In this lecture I explain how this course is organised and I describe each of the upcoming sections in detail.
Many lectures in this course contain source code examples. Feel free to download the code and follow along. And here's the good news: it doesn't matter if you have a Window, Mac or Linux computer. The code will run on all three operating systems.
In this lecture I demonstrate how my solutions and projects run on all operating systems. I will show you how to build and run the source code on a Mac, on Linux and in Visual Studio running on Windows 8.
At the end of this lecture you will have learned that .NET code is portable and can run on at least five different operating systems.
The abstract factory pattern is ideal for constructing families of interrelated products. The pattern provides factories for constructing new objects and guarantees that each factory can only create objects that are compatible.
In this lecture I'll show you how the pattern works and how you can implement it in your own code. I will also demonstrate an example program that uses abstract factories to simulate an ecosystem in Africa and Australia.
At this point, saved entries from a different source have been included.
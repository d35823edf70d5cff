//! Test configuration helpers for creating orchestrators over fake collaborators

use std::path::Path;
use std::sync::Arc;
use std::time::Duration;

use collection_dl::{Collaborators, Config, Event, Orchestrator, Payload};
use tokio::sync::broadcast;

use super::fakes::{FakeEngine, FakeInspector, FakeResolver};

/// Handles to the fakes behind an orchestrator
pub struct Harness {
    pub engine: Arc<FakeEngine>,
    pub inspector: Arc<FakeInspector>,
    pub resolver: Arc<FakeResolver>,
}

impl Harness {
    pub fn new(engine: FakeEngine) -> Self {
        Self {
            engine: Arc::new(engine),
            inspector: Arc::new(FakeInspector::default()),
            resolver: Arc::new(FakeResolver::default()),
        }
    }

    pub fn collaborators(&self) -> Collaborators {
        Collaborators {
            engine: self.engine.clone(),
            inspector: self.inspector.clone(),
            resolver: self.resolver.clone(),
        }
    }

    /// Orchestrator storing its state at `db_path`, with test-sized waits
    pub async fn orchestrator(&self, db_path: &Path) -> Orchestrator {
        Orchestrator::new(fast_config(db_path), self.collaborators())
            .await
            .expect("orchestrator should start")
    }
}

pub fn fast_config(db_path: &Path) -> Config {
    let mut config = Config::default();
    config.persistence.database_path = db_path.to_path_buf();
    config.orchestrator.inter_job_delay = Duration::from_millis(5);
    config.download.ready_poll_interval = Duration::from_millis(5);
    config.download.ready_timeout = Duration::from_millis(500);
    config.link_resolution.navigating_wait = Duration::from_millis(5);
    config.link_resolution.not_ready_wait = Duration::from_millis(5);
    config.retry.initial_delay = Duration::from_millis(10);
    config.retry.max_delay = Duration::from_millis(100);
    config
}

pub fn purchase(artist: &str, title: &str) -> Payload {
    let slug = title.to_lowercase().replace(' ', "-");
    Payload::new(
        title,
        artist,
        format!("https://{}.bandcamp.com/album/{slug}", artist.to_lowercase().replace(' ', "")),
    )
}

/// Receive events until one matches `pred` (10 second timeout)
pub async fn wait_for(events: &mut broadcast::Receiver<Event>, pred: impl Fn(&Event) -> bool) -> Event {
    tokio::time::timeout(Duration::from_secs(10), async {
        loop {
            match events.recv().await {
                Ok(event) if pred(&event) => return event,
                Ok(_) | Err(broadcast::error::RecvError::Lagged(_)) => continue,
                Err(e) => panic!("event channel closed: {e}"),
            }
        }
    })
    .await
    .expect("timed out waiting for event")
}
//! Scripted in-memory collaborators for executor and orchestrator tests.

use std::collections::VecDeque;
use std::sync::Mutex;
use std::sync::atomic::{AtomicI64, AtomicU32, AtomicU64, Ordering};

use tokio::sync::broadcast;

use super::engine::{DownloadEngine, DownloadRequest, EngineState, EngineUpdate};
use super::monitor::{MonitorId, PageInspector, PageMetadata, ReadyCheck};
use crate::error::{DownloadError, EngineError};
use crate::types::EngineDownloadId;

/// Size every scripted download pretends to have
pub(crate) const MOCK_TOTAL_BYTES: u64 = 10_000;

/// How the mock engine reacts to the next submission
#[derive(Clone, Debug)]
pub(crate) enum EngineScript {
    /// Publish half progress, then complete with this filename
    Complete(&'static str),
    /// Publish half progress, then an interruption
    Interrupt(&'static str),
    /// Publish half progress and nothing else (until cancelled)
    Hang,
    /// Refuse the submission
    Reject(&'static str),
}

/// Engine that publishes scripted updates synchronously inside `submit`
pub(crate) struct MockEngine {
    updates: broadcast::Sender<EngineUpdate>,
    next_id: AtomicI64,
    scripts: Mutex<VecDeque<EngineScript>>,
    submitted: Mutex<Vec<DownloadRequest>>,
    cancelled: Mutex<Vec<EngineDownloadId>>,
    cancel_not_in_progress: bool,
}

impl MockEngine {
    /// Engine that completes every download
    pub(crate) fn new() -> Self {
        let (updates, _rx) = broadcast::channel(64);
        Self {
            updates,
            next_id: AtomicI64::new(1),
            scripts: Mutex::new(VecDeque::new()),
            submitted: Mutex::new(Vec::new()),
            cancelled: Mutex::new(Vec::new()),
            cancel_not_in_progress: false,
        }
    }

    /// Queue behaviors for upcoming submissions (default: complete)
    pub(crate) fn with_scripts(self, scripts: impl IntoIterator<Item = EngineScript>) -> Self {
        self.scripts.lock().unwrap().extend(scripts);
        self
    }

    /// Make `cancel` answer `NotInProgress`, as when the engine has not registered the download
    pub(crate) fn cancel_reports_not_in_progress(mut self) -> Self {
        self.cancel_not_in_progress = true;
        self
    }

    pub(crate) fn push_script(&self, script: EngineScript) {
        self.scripts.lock().unwrap().push_back(script);
    }

    pub(crate) fn submitted(&self) -> Vec<DownloadRequest> {
        self.submitted.lock().unwrap().clone()
    }

    pub(crate) fn cancelled(&self) -> Vec<EngineDownloadId> {
        self.cancelled.lock().unwrap().clone()
    }

    fn publish(&self, id: EngineDownloadId, state: EngineState, bytes: u64, filename: Option<&str>) {
        self.updates
            .send(EngineUpdate {
                id,
                state,
                bytes_received: bytes,
                total_bytes: MOCK_TOTAL_BYTES,
                filename: filename.map(str::to_string),
            })
            .ok();
    }
}

#[async_trait::async_trait]
impl DownloadEngine for MockEngine {
    async fn submit(&self, request: DownloadRequest) -> Result<EngineDownloadId, EngineError> {
        let script = self
            .scripts
            .lock()
            .unwrap()
            .pop_front()
            .unwrap_or(EngineScript::Complete("download.zip"));
        if let EngineScript::Reject(reason) = &script {
            return Err(EngineError::Rejected(reason.to_string()));
        }

        self.submitted.lock().unwrap().push(request);
        let id = EngineDownloadId(self.next_id.fetch_add(1, Ordering::SeqCst));

        // Noise for another download must be ignored by the executor
        self.publish(EngineDownloadId(-1), EngineState::Complete, 1, None);
        self.publish(id, EngineState::InProgress, MOCK_TOTAL_BYTES / 2, None);
        match script {
            EngineScript::Complete(filename) => {
                self.publish(id, EngineState::Complete, MOCK_TOTAL_BYTES, Some(filename));
            }
            EngineScript::Interrupt(reason) => {
                self.publish(
                    id,
                    EngineState::Interrupted {
                        reason: reason.to_string(),
                    },
                    MOCK_TOTAL_BYTES / 2,
                    None,
                );
            }
            EngineScript::Hang | EngineScript::Reject(_) => {}
        }
        Ok(id)
    }

    fn subscribe(&self) -> broadcast::Receiver<EngineUpdate> {
        self.updates.subscribe()
    }

    async fn cancel(&self, id: EngineDownloadId) -> Result<(), EngineError> {
        self.cancelled.lock().unwrap().push(id);
        if self.cancel_not_in_progress {
            Err(EngineError::NotInProgress(id.0))
        } else {
            Ok(())
        }
    }
}

/// Inspector that reports ready after a fixed number of negative polls
pub(crate) struct MockInspector {
    not_ready_polls: u32,
    never_ready: bool,
    ready_url: Option<String>,
    metadata: Option<PageMetadata>,
    fail_open: bool,
    next_id: AtomicU64,
    polls: AtomicU32,
    opened: AtomicU32,
    closed: AtomicU32,
}

impl MockInspector {
    /// Ready on the first poll, reporting the opened URL back
    pub(crate) fn ready() -> Self {
        Self {
            not_ready_polls: 0,
            never_ready: false,
            ready_url: None,
            metadata: None,
            fail_open: false,
            next_id: AtomicU64::new(1),
            polls: AtomicU32::new(0),
            opened: AtomicU32::new(0),
            closed: AtomicU32::new(0),
        }
    }

    /// Never ready
    pub(crate) fn never_ready() -> Self {
        Self {
            never_ready: true,
            ..Self::ready()
        }
    }

    /// `open` fails
    pub(crate) fn failing_open() -> Self {
        Self {
            fail_open: true,
            ..Self::ready()
        }
    }

    pub(crate) fn ready_after(mut self, not_ready_polls: u32) -> Self {
        self.not_ready_polls = not_ready_polls;
        self
    }

    pub(crate) fn with_url(mut self, url: &str) -> Self {
        self.ready_url = Some(url.to_string());
        self
    }

    pub(crate) fn with_metadata(mut self, artist: &str, title: &str) -> Self {
        self.metadata = Some(PageMetadata {
            artist: Some(artist.to_string()),
            title: Some(title.to_string()),
        });
        self
    }

    pub(crate) fn polls(&self) -> u32 {
        self.polls.load(Ordering::SeqCst)
    }

    pub(crate) fn opened(&self) -> u32 {
        self.opened.load(Ordering::SeqCst)
    }

    pub(crate) fn closed(&self) -> u32 {
        self.closed.load(Ordering::SeqCst)
    }
}

#[async_trait::async_trait]
impl PageInspector for MockInspector {
    async fn open(&self, url: &str) -> Result<MonitorId, DownloadError> {
        if self.fail_open {
            return Err(DownloadError::Monitor(format!("could not open {url}")));
        }
        self.opened.fetch_add(1, Ordering::SeqCst);
        Ok(MonitorId(self.next_id.fetch_add(1, Ordering::SeqCst)))
    }

    async fn check_ready(&self, _monitor: MonitorId) -> Result<ReadyCheck, DownloadError> {
        let poll = self.polls.fetch_add(1, Ordering::SeqCst);
        if self.never_ready || poll < self.not_ready_polls {
            return Ok(ReadyCheck::not_ready());
        }
        Ok(ReadyCheck {
            ready: true,
            url: self.ready_url.clone(),
            metadata: self.metadata.clone(),
        })
    }

    async fn close(&self, _monitor: MonitorId) {
        self.closed.fetch_add(1, Ordering::SeqCst);
    }
}
//! Download job state machine.
//!
//! A [`Job`] wraps one [`Payload`] and tracks its lifecycle:
//!
//! ```text
//! Pending -> Queued -> Downloading -> Completed | Failed | Paused | Cancelled
//! Paused  -> Downloading            (resume)
//! Failed  -> Pending                (increment_retry)
//! ```
//!
//! Jobs never decide to retry on their own. They only record whether a retry
//! is still allowed; the orchestrator owns scheduling.
//!
//! Once a job is terminal (Completed, Cancelled, or Failed with retries
//! exhausted) `start`, `pause`, `resume`, `complete` and `fail` leave it
//! untouched and report success.

use chrono::{DateTime, Utc};
use serde::{Deserialize, Serialize};
use std::time::Duration;

use crate::config::RetryConfig;
use crate::error::{JobError, JobFailure};
use crate::retry::backoff_delay;
use crate::types::{DownloadResult, EngineDownloadId, JobId, Payload, Priority};

/// Default number of retries before a job is given up
pub const DEFAULT_MAX_RETRIES: u32 = 3;

/// Job lifecycle state
#[derive(Clone, Copy, Debug, PartialEq, Eq, Hash, Serialize, Deserialize)]
#[serde(rename_all = "lowercase")]
pub enum JobStatus {
    /// Created, not yet in a queue
    Pending,
    /// Waiting in the queue
    Queued,
    /// Handed to the download executor
    Downloading,
    /// Download paused
    Paused,
    /// Finished successfully
    Completed,
    /// Last attempt failed
    Failed,
    /// Aborted by the user
    Cancelled,
}

impl std::fmt::Display for JobStatus {
    fn fmt(&self, f: &mut std::fmt::Formatter<'_>) -> std::fmt::Result {
        let s = match self {
            JobStatus::Pending => "pending",
            JobStatus::Queued => "queued",
            JobStatus::Downloading => "downloading",
            JobStatus::Paused => "paused",
            JobStatus::Completed => "completed",
            JobStatus::Failed => "failed",
            JobStatus::Cancelled => "cancelled",
        };
        f.write_str(s)
    }
}

impl std::str::FromStr for JobStatus {
    type Err = String;

    fn from_str(s: &str) -> Result<Self, Self::Err> {
        match s {
            "pending" => Ok(JobStatus::Pending),
            "queued" => Ok(JobStatus::Queued),
            "downloading" => Ok(JobStatus::Downloading),
            "paused" => Ok(JobStatus::Paused),
            "completed" => Ok(JobStatus::Completed),
            "failed" => Ok(JobStatus::Failed),
            "cancelled" => Ok(JobStatus::Cancelled),
            other => Err(format!("unknown job status: {other}")),
        }
    }
}

/// Byte-level progress of a job
#[derive(Clone, Debug, Default, PartialEq, Serialize, Deserialize)]
#[serde(rename_all = "camelCase")]
pub struct Progress {
    /// Bytes received so far
    pub bytes_received: u64,
    /// Total size in bytes (0 when unknown)
    pub total_bytes: u64,
    /// `round(bytes_received / total_bytes * 100)`, 0 when the total is unknown
    pub percent_complete: u8,
    /// Transfer rate in bytes per second
    pub rate: f64,
}

impl Progress {
    fn recompute_percent(&mut self) {
        self.percent_complete = percent_of(self.bytes_received, self.total_bytes);
    }
}

/// Partial progress update; `None` fields keep their current value
#[derive(Clone, Debug, Default, PartialEq)]
pub struct ProgressDelta {
    /// Cumulative bytes received
    pub bytes_received: Option<u64>,
    /// Total size in bytes
    pub total_bytes: Option<u64>,
    /// Transfer rate in bytes per second
    pub rate: Option<f64>,
}

/// Percentage of `received` over `total`, rounded, 0 when `total` is 0.
///
/// Engines occasionally overshoot their announced total; the result is
/// capped at 100.
pub fn percent_of(received: u64, total: u64) -> u8 {
    if total == 0 {
        return 0;
    }
    let pct = (received as f64 / total as f64 * 100.0).round();
    pct.min(100.0) as u8
}

/// One download unit and its lifecycle bookkeeping
#[derive(Clone, Debug, PartialEq, Serialize, Deserialize)]
#[serde(rename_all = "camelCase")]
pub struct Job {
    /// Unique id
    pub id: JobId,
    /// What to download
    pub payload: Payload,
    /// Current queue priority
    pub priority: Priority,
    /// Lifecycle state
    pub status: JobStatus,
    /// When the job was created
    pub created_at: DateTime<Utc>,
    /// When the current attempt started
    #[serde(default)]
    pub started_at: Option<DateTime<Utc>>,
    /// When the job completed
    #[serde(default)]
    pub completed_at: Option<DateTime<Utc>>,
    /// When the last attempt failed
    #[serde(default)]
    pub failed_at: Option<DateTime<Utc>>,
    /// Byte-level progress
    #[serde(default)]
    pub progress: Progress,
    /// Last recorded failure
    #[serde(default)]
    pub error: Option<JobFailure>,
    /// Number of failures recorded, independent of retries
    #[serde(default)]
    pub error_count: u32,
    /// Retries consumed so far
    #[serde(default)]
    pub retry_count: u32,
    /// Retry budget
    #[serde(default = "default_max_retries")]
    pub max_retries: u32,
    /// `Some(false)` once retries are exhausted or a non-retryable failure occurred
    #[serde(default)]
    pub can_retry: Option<bool>,
    /// Filename reported on completion
    #[serde(default)]
    pub filename: Option<String>,
    /// Engine id reported on completion
    #[serde(default)]
    pub engine_download_id: Option<EngineDownloadId>,
}

fn default_max_retries() -> u32 {
    DEFAULT_MAX_RETRIES
}

impl Job {
    /// Create a pending job for a payload
    pub fn new(payload: Payload) -> Self {
        Self {
            id: JobId::generate(),
            payload,
            priority: 0,
            status: JobStatus::Pending,
            created_at: Utc::now(),
            started_at: None,
            completed_at: None,
            failed_at: None,
            progress: Progress::default(),
            error: None,
            error_count: 0,
            retry_count: 0,
            max_retries: DEFAULT_MAX_RETRIES,
            can_retry: None,
            filename: None,
            engine_download_id: None,
        }
    }

    /// Override the retry budget
    pub fn with_max_retries(mut self, max_retries: u32) -> Self {
        self.max_retries = max_retries;
        self
    }

    /// Override the generated id
    pub fn with_id(mut self, id: impl Into<JobId>) -> Self {
        self.id = id.into();
        self
    }

    /// Completed, Cancelled, or Failed with no retry left
    pub fn is_terminal(&self) -> bool {
        match self.status {
            JobStatus::Completed | JobStatus::Cancelled => true,
            JobStatus::Failed => !self.retry_allowed(),
            _ => false,
        }
    }

    fn retry_allowed(&self) -> bool {
        self.retry_count < self.max_retries && self.can_retry != Some(false)
    }

    fn invalid(&self, operation: &'static str) -> JobError {
        JobError::InvalidTransition {
            id: self.id.clone(),
            operation,
            current_state: self.status.to_string(),
        }
    }

    /// Pending -> Queued. Other states are left alone.
    pub fn mark_queued(&mut self) {
        if self.status == JobStatus::Pending {
            self.status = JobStatus::Queued;
        }
    }

    /// Begin downloading (from Pending or Queued)
    pub fn start(&mut self) -> Result<(), JobError> {
        if self.is_terminal() {
            return Ok(());
        }
        match self.status {
            JobStatus::Pending | JobStatus::Queued => {
                self.status = JobStatus::Downloading;
                self.started_at = Some(Utc::now());
                Ok(())
            }
            _ => Err(self.invalid("start")),
        }
    }

    /// Downloading -> Paused
    pub fn pause(&mut self) -> Result<(), JobError> {
        if self.is_terminal() {
            return Ok(());
        }
        match self.status {
            JobStatus::Downloading => {
                self.status = JobStatus::Paused;
                Ok(())
            }
            _ => Err(self.invalid("pause")),
        }
    }

    /// Paused -> Downloading
    pub fn resume(&mut self) -> Result<(), JobError> {
        if self.is_terminal() {
            return Ok(());
        }
        match self.status {
            JobStatus::Paused => {
                self.status = JobStatus::Downloading;
                Ok(())
            }
            _ => Err(self.invalid("resume")),
        }
    }

    /// Mark completed and copy the engine's result onto the job
    pub fn complete(&mut self, result: &DownloadResult) {
        if self.is_terminal() {
            return;
        }
        self.status = JobStatus::Completed;
        self.completed_at = Some(Utc::now());
        self.progress.percent_complete = 100;
        self.filename = result.filename.clone();
        self.engine_download_id = Some(result.engine_download_id);
    }

    /// Record a failed attempt.
    ///
    /// `can_retry` is false for failures that retrying cannot fix; the stored
    /// flag also turns false once the retry budget is spent.
    pub fn fail(&mut self, error: JobFailure, can_retry: bool) {
        if self.is_terminal() {
            return;
        }
        self.status = JobStatus::Failed;
        self.failed_at = Some(Utc::now());
        self.error_count += 1;
        self.error = Some(error);
        self.can_retry = Some(can_retry && self.retry_count < self.max_retries);
    }

    /// Force Cancelled regardless of the current state
    pub fn cancel(&mut self) {
        self.status = JobStatus::Cancelled;
    }

    /// Merge a progress update. Only applies while downloading; returns
    /// whether anything was applied.
    pub fn update_progress(&mut self, delta: &ProgressDelta) -> bool {
        if self.status != JobStatus::Downloading {
            return false;
        }
        if let Some(received) = delta.bytes_received {
            self.progress.bytes_received = received;
        }
        if let Some(total) = delta.total_bytes {
            self.progress.total_bytes = total;
        }
        if let Some(rate) = delta.rate {
            self.progress.rate = rate;
        }
        self.progress.recompute_percent();
        true
    }

    /// Consume one retry: back to Pending with the error cleared.
    ///
    /// Returns whether the budget still allows further attempts after this one.
    /// Only a Failed job can be retried; other states return false untouched.
    pub fn increment_retry(&mut self) -> bool {
        if self.status != JobStatus::Failed {
            return false;
        }
        self.retry_count += 1;
        self.status = JobStatus::Pending;
        self.error = None;
        self.retry_count < self.max_retries
    }

    /// Backoff before the next retry with the default policy:
    /// `min(2^retry_count * 1s, 60s)`
    pub fn retry_delay(&self) -> Duration {
        self.retry_delay_with(&RetryConfig::default())
    }

    /// Backoff before the next retry under a specific policy
    pub fn retry_delay_with(&self, config: &RetryConfig) -> Duration {
        backoff_delay(self.retry_count, config)
    }

    /// Failed, budget left, and not flagged as non-retryable
    pub fn can_be_retried(&self) -> bool {
        self.status == JobStatus::Failed && self.retry_allowed()
    }

    /// Put a non-terminal job back to Pending with progress cleared.
    ///
    /// Used when an in-flight download is cancelled so the same job can be
    /// queued again. Returns false for terminal jobs.
    pub fn requeue(&mut self) -> bool {
        if self.is_terminal() {
            return false;
        }
        self.status = JobStatus::Pending;
        self.progress = Progress::default();
        self.started_at = None;
        true
    }

    /// Human-readable status line
    pub fn status_text(&self) -> String {
        match self.status {
            JobStatus::Pending => "Pending".to_string(),
            JobStatus::Queued => "Queued".to_string(),
            JobStatus::Downloading if self.progress.total_bytes > 0 => {
                format!("Downloading ({}%)", self.progress.percent_complete)
            }
            JobStatus::Downloading => "Downloading".to_string(),
            JobStatus::Paused => "Paused".to_string(),
            JobStatus::Completed => "Completed".to_string(),
            JobStatus::Failed if self.can_be_retried() => "Failed (will retry)".to_string(),
            JobStatus::Failed => "Failed".to_string(),
            JobStatus::Cancelled => "Cancelled".to_string(),
        }
    }
}
//! Queue item and lease types.

use chrono::{DateTime, Utc};
use serde::{Deserialize, Serialize};

use crate::error::JobFailure;
use crate::job::Job;
use crate::types::{DownloadResult, JobId, Priority};

/// Lifecycle tag of a queue item
#[derive(Clone, Copy, Debug, PartialEq, Eq, Serialize, Deserialize)]
#[serde(rename_all = "lowercase")]
pub enum QueueItemStatus {
    /// Waiting in the queue
    Pending,
    /// Handed out by `dequeue`
    Dequeued,
    /// Released through `complete_current`
    Completed,
    /// Released through `fail_current`
    Failed,
}

/// A job plus its queue bookkeeping
#[derive(Clone, Debug, PartialEq, Serialize, Deserialize)]
pub struct QueueItem {
    /// Same as the job id
    pub id: JobId,
    /// The job itself, stored as a typed value
    pub job: Job,
    /// Ordering priority (higher first)
    pub priority: Priority,
    /// Enqueue time, FIFO tie-breaker within a priority
    #[serde(rename = "timestamp")]
    pub enqueued_at: DateTime<Utc>,
    /// Lifecycle tag
    pub status: QueueItemStatus,
    /// When the item was released terminally
    #[serde(default, rename = "finishedAt", skip_serializing_if = "Option::is_none")]
    pub finished_at: Option<DateTime<Utc>>,
    /// Success metadata
    #[serde(default, skip_serializing_if = "Option::is_none")]
    pub result: Option<DownloadResult>,
    /// Failure metadata
    #[serde(default, skip_serializing_if = "Option::is_none")]
    pub error: Option<JobFailure>,
}

impl QueueItem {
    pub(super) fn new(mut job: Job, priority: Priority) -> Self {
        job.priority = priority;
        job.mark_queued();
        Self {
            id: job.id.clone(),
            job,
            priority,
            enqueued_at: Utc::now(),
            status: QueueItemStatus::Pending,
            finished_at: None,
            result: None,
            error: None,
        }
    }

    pub(super) fn set_priority(&mut self, priority: Priority) {
        self.priority = priority;
        self.job.priority = priority;
    }
}

/// Ticket for the job handed out by `dequeue`.
///
/// The queue refuses to hand out another job until this lease is given back
/// through `complete_current`, `fail_current` or `release_current`.
#[derive(Debug)]
#[must_use = "a lease must be released back to the queue"]
pub struct Lease {
    id: JobId,
    job: Job,
}

impl Lease {
    pub(super) fn new(item: &QueueItem) -> Self {
        Self {
            id: item.id.clone(),
            job: item.job.clone(),
        }
    }

    /// Id of the leased job
    pub fn id(&self) -> &JobId {
        &self.id
    }

    /// The leased job as it was when dequeued
    pub fn job(&self) -> &Job {
        &self.job
    }
}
The builder pattern is intended for constructing aggregate objects. These are objects that consist of a collection of internal parts. The pattern makes it very easy to build new objects by adding parts one at a time.
In this lecture I will explain the pattern and teach you how to implement it in your own code. I will also demonstrate an application that automates a fast-food restaurant and uses the builder pattern to assemble burger- and kids menus.
The factory method pattern provides an abstract virtual object constructor that you can override in subclasses. This gives you full control over the object creation process, in contrast to the 'new' operator which always creates a new instance of the given type.
In this lecture I will demonstrate the pattern and show you how to implement it in your own code. As an example I'll show you some code that uses the factory method pattern to automate a plastic toy factory.
The prototype design pattern uses a pre-built prototype object to quickly create new objects. This can be very useful if the object creation process is expensive in terms of time and memory.
In this lecture I'll show you how the pattern works and how you can implement it in your own code. I will also demonstrate an image generation program that uses a prototype object to quickly create a collection of related images.
The singleton pattern ensures that there can only ever be one single instance of a given class. This can be very useful for providing system-wide access to some kind of application support service.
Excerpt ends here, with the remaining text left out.